A: While tegus are omnivores and eat a variety of plant and animal matter, they are not considered a threat to pet dogs and cats. Florida’s wildlife agency—which has been dealing with tegus much longer than Georgia DNR—is not aware of any predatory attacks on pets in that state. However, DNR advises against leaving pet food outdoors: It can attract tegus and other wildlife to your yard.

Q: Could tegus spread to other parts of Georgia?

A: Tegus can brumate (reptile hibernation) during colder months, increasing their likelihood for survival across the state. There is scientific evidence suggesting tegus could spread even to other parts of the southeastern U.S. In Florida, tegus have established three wild populations and are considered a high-priority exotic, invasive animal targeted for removal from the wild.

Q: What is being done to deal with tegus in Toombs and Tattnall or elsewhere in the state?

A: DNR is working with the U.S. Geological Society and Georgia Southern University to trap tegus in the area of Toombs and Tattnall counties, removing animals and assessing the population. Trapped tegus are humanely euthanized and their diet and reproductive status are documented. Also, public outreach is raising awareness of the threat tegus pose and the need to report them.

Elsewhere in the state, DNR is responding to any reported sightings. Rapid response is key to combating the establishment and spread of tegus and other exotic invasive species.

Q: Can tegus be owned as pets?

A: Tegus are legal in Georgia to own as pets and they are popular in the pet trade, but it is illegal to release any non-native animal into the wild without a permit.

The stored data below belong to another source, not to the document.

//! Stylesheet text and fixed identifiers injected into pages.

use crate::settings::models::{FontStyle, ThemeMode};

pub const FONT_STYLE_ID: &str = "a11y-bridge-font-style";
pub const MODE_STYLE_ID: &str = "a11y-bridge-mode-style";
pub const OVERLAY_FRAME_ID: &str = "a11y-bridge-overlay-frame";

pub const FONT_FAMILY: &str = "KoddiUDOnGothic, sans-serif";

/// Elements whose text follows the font settings.
pub const TARGET_SELECTORS: [&str; 17] = [
    "p", "span", "a", "li", "td", "th", "label", "button", "strong", "em", "div", "h1", "h2",
    "h3", "h4", "h5", "h6",
];

/// Inline properties stripped from every element when styles are disabled.
pub const STRIPPED_PROPERTIES: [&str; 4] = ["font-size", "font-weight", "filter", "background-color"];

const DARK_FILTER: &str = "invert(1) hue-rotate(180deg)";

pub fn is_target(tag: &str) -> bool {
    TARGET_SELECTORS.contains(&tag)
}

/// Font stylesheet. Font family is always forced; size and weight only when set.
pub fn font_css(style: &FontStyle) -> String {
    let selectors = TARGET_SELECTORS.join(", ");
    let mut css = format!("{selectors} {{ font-family: {FONT_FAMILY} !important; }}\n");
    if let Some(size) = style.font_size {
        css.push_str(&format!("{selectors} {{ font-size: {} !important; }}\n", size.css_value()));
    }
    if let Some(weight) = style.font_weight {
        css.push_str(&format!(
            "{selectors} {{ font-weight: {} !important; }}\n",
            weight.css_value()
        ));
    }
    css
}

/// Mode stylesheet, or `None` when light mode needs no rules.
pub fn mode_css(mode: ThemeMode) -> Option<String> {
    match mode {
        ThemeMode::Light => None,
        ThemeMode::Dark => Some(format!(
            "html {{ filter: {DARK_FILTER} !important; background-color: #fff !important; }}\n\
             img, video, picture, iframe {{ filter: {DARK_FILTER} !important; }}\n"
        )),
    }
}

pub fn cursor_value(url: &str) -> String {
    format!("url(\"{url}\"), auto")
}

/// Inline geometry of the overlay frame.
pub fn overlay_geometry(expanded: bool) -> [(&'static str, &'static str); 4] {
    if expanded {
        [("width", "100%"), ("height", "100%"), ("top", "0"), ("right", "0")]
    } else {
        [("width", "65px"), ("height", "65px"), ("top", "70px"), ("right", "20px")]
    }
}

/// Fixed part of the overlay frame's inline style.
pub const OVERLAY_BASE_STYLE: [(&str, &str); 4] = [
    ("position", "fixed"),
    ("border", "none"),
    ("background", "transparent"),
    ("z-index", "2147483647"),
];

Q: Can I kill a tegu if I see it in the wild?

A: Yes. Tegus are not native to Georgia and as a non-native species they can be trapped or killed on private property with the landowner’s permission and using legal methods in accordance with local ordinances, animal cruelty laws and safety precautions.

Q: In the Toombs-Tattnall area, will DNR or its partners remove a tegu from my property?

A: DNR is working with the USGS and Georgia Southern to remove tegus from the wild in the area and will respond to confirmed sightings in the area if possible.